Hôpital de la mère et de l’enfant : Une œuvre à encourager, mais…

Publié le par Waldar

Par Eloi Miandadji - lavoixdutchad.com

Construit à Gardolé, dont les habitants ont été déguerpis, manu militari, pour cause d’utilité publique, l’hôpital de la mère et de l’enfant disposera de 250 lits de maternité et 50 lits de pédiatrie.

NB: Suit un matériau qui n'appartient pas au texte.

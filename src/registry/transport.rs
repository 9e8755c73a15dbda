//! Transport layer for registry API requests
//!
//! [`HttpSender`] is the seam between request construction and the network:
//! [`HttpTransport`] implements it with reqwest against a fixed base endpoint,
//! tests substitute scripted senders. [`Transport`] wraps a sender and runs
//! every response through the registered [`ResponseInterceptor`]s before the
//! calling operation classifies it.

use crate::error::ConfigError;
use crate::error::handlers::NetworkErrorHandler;
use async_trait::async_trait;
use reqwest::Method;
use reqwest::header::{HeaderMap, HeaderName, HeaderValue};
use serde_json::Value;
use std::sync::Arc;
use thiserror::Error;
use url::Url;

/// Header carrying the session token on authenticated requests
pub const AUTH_HEADER: &str = "X-Authorization";

/// One registry request, built per call
#[derive(Debug, Clone, PartialEq)]
pub struct ApiRequest {
    pub method: Method,
    /// Path segments relative to the base endpoint, unencoded
    pub segments: Vec<String>,
    pub body: Option<Value>,
    pub query: Vec<(String, String)>,
    pub headers: Vec<(String, String)>,
}

impl ApiRequest {
    pub fn new(method: Method, segments: &[&str]) -> Self {
        Self {
            method,
            segments: segments.iter().map(|s| s.to_string()).collect(),
            body: None,
            query: Vec::new(),
            headers: Vec::new(),
        }
    }

    pub fn get(segments: &[&str]) -> Self {
        Self::new(Method::GET, segments)
    }

    pub fn post(segments: &[&str]) -> Self {
        Self::new(Method::POST, segments)
    }

    pub fn put(segments: &[&str]) -> Self {
        Self::new(Method::PUT, segments)
    }

    pub fn delete(segments: &[&str]) -> Self {
        Self::new(Method::DELETE, segments)
    }

    pub fn json(mut self, body: Value) -> Self {
        self.body = Some(body);
        self
    }

    pub fn query(mut self, key: &str, value: impl ToString) -> Self {
        self.query.push((key.to_string(), value.to_string()));
        self
    }

    pub fn header(mut self, name: &str, value: impl Into<String>) -> Self {
        self.headers.push((name.to_string(), value.into()));
        self
    }

    /// Attach the session token; an absent or empty token adds no header.
    pub fn auth_token(self, token: Option<String>) -> Self {
        match token {
            Some(token) if !token.is_empty() => self.header(AUTH_HEADER, token),
            _ => self,
        }
    }

    pub fn header_value(&self, name: &str) -> Option<&str> {
        self.headers
            .iter()
            .find(|(key, _)| key.eq_ignore_ascii_case(name))
            .map(|(_, value)| value.as_str())
    }

    /// Path for display, e.g. `/package/42/rate`
    pub fn path(&self) -> String {
        format!("/{}", self.segments.join("/"))
    }
}

/// Status and body of a response that reached the client
#[derive(Debug, Clone, PartialEq, Eq)]
pub struct RawResponse {
    pub status: u16,
    pub body: Vec<u8>,
}

impl RawResponse {
    pub fn new(status: u16, body: Vec<u8>) -> Self {
        Self { status, body }
    }

    pub fn json(status: u16, body: &Value) -> Self {
        Self::new(status, body.to_string().into_bytes())
    }

    /// Body as JSON; plain text becomes a JSON string, an empty body `null`.
    pub fn payload(&self) -> Value {
        let text = String::from_utf8_lossy(&self.body);
        let trimmed = text.trim();
        if trimmed.is_empty() {
            return Value::Null;
        }
        serde_json::from_str(trimmed).unwrap_or_else(|_| Value::String(trimmed.to_string()))
    }
}

/// The request never produced a response
#[derive(Debug, Clone, PartialEq, Eq, Error)]
pub enum TransportError {
    #[error("{0}")]
    NoResponse(String),
    /// A header could not be encoded; nothing was sent
    #[error("invalid header '{name}': {reason}")]
    InvalidHeader { name: String, reason: String },
}

/// Sends one request and returns whatever status the server answered with
#[async_trait]
pub trait HttpSender: Send + Sync {
    async fn send(&self, request: &ApiRequest) -> Result<RawResponse, TransportError>;
}

/// Observes every response before it is classified
pub trait ResponseInterceptor: Send + Sync {
    fn on_response(&self, request: &ApiRequest, response: &RawResponse);
}

/// reqwest-backed sender with a fixed base endpoint
#[derive(Debug, Clone)]
pub struct HttpTransport {
    client: reqwest::Client,
    base_url: Url,
}

impl HttpTransport {
    pub fn new(base_url: Url, user_agent: &str) -> Result<Self, ConfigError> {
        if base_url.cannot_be_a_base() {
            return Err(ConfigError::InvalidBaseUrl {
                url: base_url.to_string(),
                reason: "URL cannot carry a path".to_string(),
            });
        }

        let client = reqwest::Client::builder()
            .user_agent(user_agent)
            .build()
            .map_err(|e| ConfigError::HttpClient(e.to_string()))?;

        Ok(Self { client, base_url })
    }

    /// Encode every request header before anything goes on the wire.
    fn header_map(request: &ApiRequest) -> Result<HeaderMap, TransportError> {
        let mut headers = HeaderMap::with_capacity(request.headers.len());
        for (name, value) in &request.headers {
            let invalid = |reason: String| TransportError::InvalidHeader {
                name: name.clone(),
                reason,
            };
            let header_name =
                HeaderName::from_bytes(name.as_bytes()).map_err(|e| invalid(e.to_string()))?;
            let header_value = HeaderValue::from_str(value)
                .map_err(|_| invalid("value must be visible ASCII".to_string()))?;
            headers.append(header_name, header_value);
        }
        Ok(headers)
    }

    /// Join the request segments onto the base path, percent-encoding each.
    fn endpoint(&self, request: &ApiRequest) -> Result<Url, TransportError> {
        let mut url = self.base_url.clone();
        {
            let mut path = url.path_segments_mut().map_err(|_| {
                TransportError::NoResponse(format!(
                    "base URL {} cannot carry a path",
                    self.base_url
                ))
            })?;
            path.pop_if_empty();
            path.extend(request.segments.iter());
        }
        if !request.query.is_empty() {
            url.query_pairs_mut().extend_pairs(request.query.iter());
        }
        Ok(url)
    }
}

#[async_trait]
impl HttpSender for HttpTransport {
    async fn send(&self, request: &ApiRequest) -> Result<RawResponse, TransportError> {
        let headers = Self::header_map(request)?;
        let url = self.endpoint(request)?;

        let mut builder = self.client.request(request.method.clone(), url).headers(headers);
        if let Some(body) = &request.body {
            builder = builder.json(body);
        }

        let response = builder
            .send()
            .await
            .map_err(|e| TransportError::NoResponse(NetworkErrorHandler::describe(&e)))?;

        let status = response.status().as_u16();
        let body = response
            .bytes()
            .await
            .map_err(|e| TransportError::NoResponse(NetworkErrorHandler::describe(&e)))?
            .to_vec();

        Ok(RawResponse { status, body })
    }
}

/// Sender plus interceptor chain shared by all operations
#[derive(Clone)]
pub struct Transport {
    sender: Arc<dyn HttpSender>,
    interceptors: Vec<Arc<dyn ResponseInterceptor>>,
}

impl Transport {
    pub fn new(sender: Arc<dyn HttpSender>) -> Self {
        Self {
            sender,
            interceptors: Vec::new(),
        }
    }

    pub fn with_interceptor(mut self, interceptor: Arc<dyn ResponseInterceptor>) -> Self {
        self.interceptors.push(interceptor);
        self
    }

    pub async fn execute(&self, request: ApiRequest) -> Result<RawResponse, TransportError> {
        tracing::debug!(method = %request.method, path = %request.path(), "sending request");

        let response = self.sender.send(&request).await?;

        tracing::debug!(
            method = %request.method,
            path = %request.path(),
            status = response.status,
            "response received"
        );

        for interceptor in &self.interceptors {
            interceptor.on_response(&request, &response);
        }

        Ok(response)
    }
}
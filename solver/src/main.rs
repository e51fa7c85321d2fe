use std::env;

use pairlink::{Engine, EngineConfig, Event, Pair};

fn main() {
    // solver [seed] [pairs]
    let mut args = env::args().skip(1);
    let seed = args.next().and_then(|arg| arg.parse().ok()).unwrap_or(2024);
    let pairs = args.next().and_then(|arg| arg.parse().ok()).unwrap_or(12);

    let deck = (1..=pairs)
        .map(|n: u32| Pair::new(format!("{} squared", n), (n * n).to_string()))
        .collect::<Vec<_>>();
    let setup = Engine::new(deck, EngineConfig::default().with_seed(seed)).unwrap();
    if let Some(truncation) = setup.truncation {
        println!("deck cut from {} to {} pairs", truncation.requested, truncation.placed);
    }

    let mut engine = setup.engine;
    println!("{}", engine.board());

    while !engine.is_cleared() {
        let Some(hint) = engine.find_connectable_pair() else {
            println!("stuck with {} pairs left", engine.remaining_pairs());
            return;
        };

        engine.pick(hint.first);
        for event in engine.pick(hint.second) {
            if let Event::PathFound(path) = event {
                let text = engine.snapshot();
                println!(
                    "{} <-> {} via {:?}",
                    text.text_at(hint.first).unwrap_or("?"),
                    text.text_at(hint.second).unwrap_or("?"),
                    path.waypoints(),
                );
            }
        }
        for event in engine.finish_resolution() {
            if let Event::Shuffled(notice) = event {
                println!("no moves left, shuffled after {} attempt(s)", notice.report.attempts);
            }
        }
        println!("{}", engine.board());
    }

    println!("cleared {} pairs with {} shuffle(s)", engine.matched_pairs(), engine.shuffle_count());
}
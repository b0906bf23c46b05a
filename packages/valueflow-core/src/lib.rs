/*
 * valueflow-core - summary-based interprocedural value-flow analysis
 *
 * Feature-first layout:
 * - shared/    : IR statements, CFG, scope/declaration summaries
 * - features/  : vertical slices (state_space → bitvector → def_use →
 *                resolver → summary → engine), plus call graph/path and the
 *                program-db port
 * - pipeline/  : whole-program orchestration (def/use → templates → global)
 *
 * The engine is single-threaded and cooperative: callee analysis suspends
 * and resumes on an explicit frame stack, never on the host call stack.
 */

#![allow(dead_code)]
#![allow(clippy::too_many_arguments)]
#![allow(clippy::type_complexity)]

/// Shared models
pub mod shared;

/// Feature modules
pub mod features;

/// Pipeline orchestration
pub mod pipeline;

/// Configuration and id allocation
pub mod config;

/// Error types
pub mod errors;

pub use config::{AnalysisConfig, IdAllocator};
pub use errors::{Result, ValueflowError};
pub use features::engine::Phase;
pub use features::loader::{ArtifactStore, MemoryProgramDb, ProgramBuilder, ProgramDb};
pub use pipeline::AnalysisSession;
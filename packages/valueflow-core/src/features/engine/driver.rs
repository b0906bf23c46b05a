//! Phase drivers.
//!
//! One driver implementation serves both phases: the intraprocedural
//! summary phase (stubs for unanalyzed callees, call-site-independent
//! templates) and the interprocedural phase (frame-stack DFS from the entry
//! points, call-site instances, call-path recording). Per-statement work is
//! a small state machine — reaching definitions, then state computation —
//! re-entered up to the configured round caps.

use rustc_hash::{FxHashMap, FxHashSet};
use tracing::{debug, trace, warn};

use super::frame::{ComputeFrame, ComputeFrameStack, InterruptionData, StmtResultFlag, StmtWorkList};
use super::stmt_states::{fuse_states, group_states_by_id, InStates, Phase, StmtStateAnalysis};
use crate::config::{AnalysisConfig, IdAllocator, BUILTIN_THIS_SYMBOL_ID, FIRST_ROUND, RETURN_SYMBOL_ID};
use crate::errors::Result;
use crate::features::bitvector::{BitSet, StateDefNode, SymbolDefNode};
use crate::features::call_path::PathManager;
use crate::features::def_use::THIS_NAME;
use crate::features::loader::{ArtifactStore, ProgramDb, SummaryPhaseArtifacts};
use crate::features::resolver::Resolver;
use crate::features::state_space::{
    AccessPoint, SpaceItem, State, StateKind, StateValue, SymbolStateSpace,
};
use crate::features::summary::{
    IndexMapInSummary, MethodSummaryInstance, MethodSummaryTemplate, ParameterMapping,
};
use crate::shared::models::{ControlFlowKind, MethodId, Stmt, StmtId, SymbolId};

/// Drives one analysis phase over a program.
pub struct AnalysisDriver<'a> {
    pub db: &'a dyn ProgramDb,
    pub store: &'a mut ArtifactStore,
    pub ids: &'a mut IdAllocator,
    pub config: &'a AnalysisConfig,
    pub phase: Phase,
    pub analyzed_methods: FxHashSet<MethodId>,
    pub path_manager: PathManager,
}
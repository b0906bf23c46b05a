//! Per-method control-flow graph.
//!
//! Nodes are statement ids; edges carry the control-flow kind. Loop bodies
//! reach their header through `LoopBack` edges, which the reaching-definition
//! pass filters by round.

use petgraph::graphmap::DiGraphMap;
use petgraph::visit::DfsPostOrder;
use petgraph::Direction;
use rustc_hash::FxHashMap;
use serde::{Deserialize, Serialize};

use super::stmt::{MethodId, StmtId};

/// Kind of a control-flow edge.
#[derive(Debug, Clone, Copy, PartialEq, Eq, Hash, Serialize, Deserialize)]
pub enum ControlFlowKind {
    Normal,
    TrueBranch,
    FalseBranch,
    LoopBack,
    Exception,
}

/// Control-flow graph of one method.
#[derive(Debug, Clone)]
pub struct ControlFlowGraph {
    pub method_id: MethodId,
    graph: DiGraphMap<StmtId, ControlFlowKind>,
}

impl ControlFlowGraph {
    pub fn new(method_id: MethodId) -> Self {
        Self {
            method_id,
            graph: DiGraphMap::new(),
        }
    }

    pub fn add_node(&mut self, stmt_id: StmtId) {
        if stmt_id >= 0 {
            self.graph.add_node(stmt_id);
        }
    }

    pub fn add_edge(&mut self, src: StmtId, dst: StmtId, kind: ControlFlowKind) {
        if src < 0 || dst < 0 {
            return;
        }
        if src == dst && kind != ControlFlowKind::LoopBack {
            return;
        }
        self.graph.add_edge(src, dst, kind);
    }

    pub fn contains(&self, stmt_id: StmtId) -> bool {
        self.graph.contains_node(stmt_id)
    }

    pub fn predecessors(&self, stmt_id: StmtId) -> Vec<StmtId> {
        self.graph
            .neighbors_directed(stmt_id, Direction::Incoming)
            .collect()
    }

    pub fn successors(&self, stmt_id: StmtId) -> Vec<StmtId> {
        self.graph
            .neighbors_directed(stmt_id, Direction::Outgoing)
            .collect()
    }

    pub fn edge_kind(&self, src: StmtId, dst: StmtId) -> Option<ControlFlowKind> {
        self.graph.edge_weight(src, dst).copied()
    }

    pub fn node_count(&self) -> usize {
        self.graph.node_count()
    }

    pub fn nodes(&self) -> Vec<StmtId> {
        self.graph.nodes().collect()
    }

    /// Statements with no incoming edges (method entry).
    pub fn entry_nodes(&self) -> Vec<StmtId> {
        let mut nodes: Vec<StmtId> = self
            .graph
            .nodes()
            .filter(|n| {
                self.graph
                    .neighbors_directed(*n, Direction::Incoming)
                    .next()
                    .is_none()
            })
            .collect();
        nodes.sort_unstable();
        nodes
    }

    /// Statements with no outgoing edges (method exit).
    pub fn exit_nodes(&self) -> Vec<StmtId> {
        let mut nodes: Vec<StmtId> = self
            .graph
            .nodes()
            .filter(|n| {
                self.graph
                    .neighbors_directed(*n, Direction::Outgoing)
                    .next()
                    .is_none()
            })
            .collect();
        nodes.sort_unstable();
        nodes
    }

    /// Reverse post-order ranks from the entry node. Worklists pop the
    /// lowest rank first so forward dataflow converges quickly.
    pub fn reverse_postorder_ranks(&self) -> FxHashMap<StmtId, usize> {
        let mut ranks = FxHashMap::default();
        let entries = self.entry_nodes();
        let Some(&entry) = entries.first() else {
            return ranks;
        };

        let mut postorder = Vec::with_capacity(self.graph.node_count());
        let mut dfs = DfsPostOrder::new(&self.graph, entry);
        while let Some(node) = dfs.next(&self.graph) {
            postorder.push(node);
        }
        for (rank, node) in postorder.into_iter().rev().enumerate() {
            ranks.insert(node, rank);
        }
        ranks
    }
}

#[cfg(test)]
mod tests {
    use super::*;

    fn diamond() -> ControlFlowGraph {
        let mut cfg = ControlFlowGraph::new(1);
        cfg.add_edge(10, 11, ControlFlowKind::TrueBranch);
        cfg.add_edge(10, 12, ControlFlowKind::FalseBranch);
        cfg.add_edge(11, 13, ControlFlowKind::Normal);
        cfg.add_edge(12, 13, ControlFlowKind::Normal);
        cfg
    }

    #[test]
    fn test_entry_and_exit_nodes() {
        let cfg = diamond();
        assert_eq!(cfg.entry_nodes(), vec![10]);
        assert_eq!(cfg.exit_nodes(), vec![13]);
    }

    #[test]
    fn test_reverse_postorder_puts_entry_first() {
        let cfg = diamond();
        let ranks = cfg.reverse_postorder_ranks();
        assert_eq!(ranks[&10], 0);
        assert!(ranks[&13] > ranks[&11]);
        assert!(ranks[&13] > ranks[&12]);
    }

    #[test]
    fn test_negative_ids_are_rejected() {
        let mut cfg = ControlFlowGraph::new(1);
        cfg.add_edge(-1, 5, ControlFlowKind::Normal);
        assert_eq!(cfg.node_count(), 0);
    }
}
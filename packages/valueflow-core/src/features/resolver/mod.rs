//! Symbol and state resolution.
//!
//! One resolver serves both analysis phases; the phase-specific part (how
//! the implicit receiver is looked up) is driven by which caller frame the
//! phase hands in, not by a second implementation.

pub mod anything;
pub mod source;
pub mod states;

pub use anything::{AnythingOutcome, AnythingResolution, DeferredIndexUpdate, DeferredTarget};
pub use source::{resolve_symbol_source, resolve_symbol_source_with_scope};
pub use states::{InferOutcome, Resolver};
/// Per-method def/use builder.
pub struct DefUseAnalysis<'a> {
    db: &'a dyn ProgramDb,
    ids: &'a mut IdAllocator,
    /// (unit, name) → synthetic id for names with no reachable declaration;
    /// shared across methods so identity comparisons stay well-defined.
    external_symbol_ids: &'a mut FxHashMap<(UnitId, String), SymbolId>,
    call_graph: &'a mut CallGraph,

    method_id: MethodId,
    unit_id: UnitId,
    out: DefUseArtifacts,
    tmp_variable_to_define: FxHashMap<String, StmtId>,
    stmt_defined_states: FxHashSet<usize>,
}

univ_ndjam_fac_med_1245404281.jpgBientôt, la construction de l’hôpital de la mère et de l’enfant sera achevée. Malgré ses structures sanitaires les plus sophistiquées de l’Afrique centrale, il risquerait de fonctionner avec peu de spécialistes.

 
Le gigantesque hôpital comprend quatre parties principales : l'administration, le laboratoire et les soins extérieurs, les plateaux techniques et l'hébergement. Il comprend également une faculté de médecine avec un amphithéâtre d'une capacité de 600 à 800 places et une cité pour les médecins avec 24 appartements de cinq pièces. La construction de ces infrastructures, les plus modernes, va permettre de doter aussi le complexe hospitalier en Télémédecine dans la sous-région. Mais, quel est le nombre et la qualification de ceux qui seront appelés à y travailler ? Les chiffres parlent d’eux-mêmes.
 
Au Tchad, selon les estimations du ministère de la Santé publique de 2007, les femmes en âge de procréer (entre 15 à 49 ans) sont au nombre de 2 247 738 contre 152 sages-femmes. Pour tout le Tchad, vaste de 1 258 000 Km2, il n’y a que quatre pédiatres, dont l’un d’entre eux est à la porte de la retraite. Or, selon les normes de l’Organisation mondiale de la santé (OMS), il faut une sage-femme pour 5 000 femmes en âge de procréer. Pour une bonne couverture sanitaire selon les normes de l’OMS, il faut 450 sages-femmes pour ces femmes en âge de procréer au Tchad.
 
construction_hop_gardole_1245404024.jpgSelon un spécialiste, le métier de pédiatre requiert une formation précise : « Ce n'est pas un don, le travail d’un pédiatre et d’une sage-femme. C’est une compétence professionnelle. C'est aussi la compétence d'une équipe de professionnels, capables de se rassembler autour d'un projet d'accueil, dont l'enfant et sa mère sont au centre. »
 
Le séjour d'un enfant et d’une mère à l'hôpital ne se réduit pas à des aspects médicaux. « Ils mettent en jeu la capacité d'une institution, d'un hôpital, d'un service, d'un groupe de professionnels, d'individus, à œuvrer ensemble pour proposer une prestation de qualité, non seulement technique mais aussi humaine, s'insérant dans une organisation rigoureuse et un environnement adapté aux enfants et  à leur famille. Avec le nombre de personnels soignants dont dispose le Tchad, cet hôpital ne peut fournir un travail de qualité. »
 
Si tel est le cas, l’ambition de construire cet hôpital serait une manière d’aller vite en besogne. Ce ne sont pas des médecins produits par la faculté locale qui manquent. Il suffit, comme le pays ne dispose pas de grandes universités, d’envoyer ceux qui ont fini à la faculté dans les universités à l’extérieur pour se spécialiser dans un domaine. Hormis ces jeunes médecins, l’on constate qu’il y a plusieurs bacheliers tchadiens qui errent dans les différents quartiers de la capitale du fait qu’ils ne sont pas admis à une des universités du Tchad.
 
Combien de médecins ont été envoyés à l’étranger pour leur spécialisation et leur professionnalisation, quand on sait qu’en trois ans après sa sortie à la faculté de médecine, on embrasse la spécialisation ? C’est depuis le 1er avril 2008 que le président de la République, Idriss Déby itno, a posé la première pierre de la construction de ce complexe hospitalier de la mère et l’enfant. Jour pour jour, cela fera bientôt deux ans, l’âge exact pour le médecin de parachever sa spécialisation.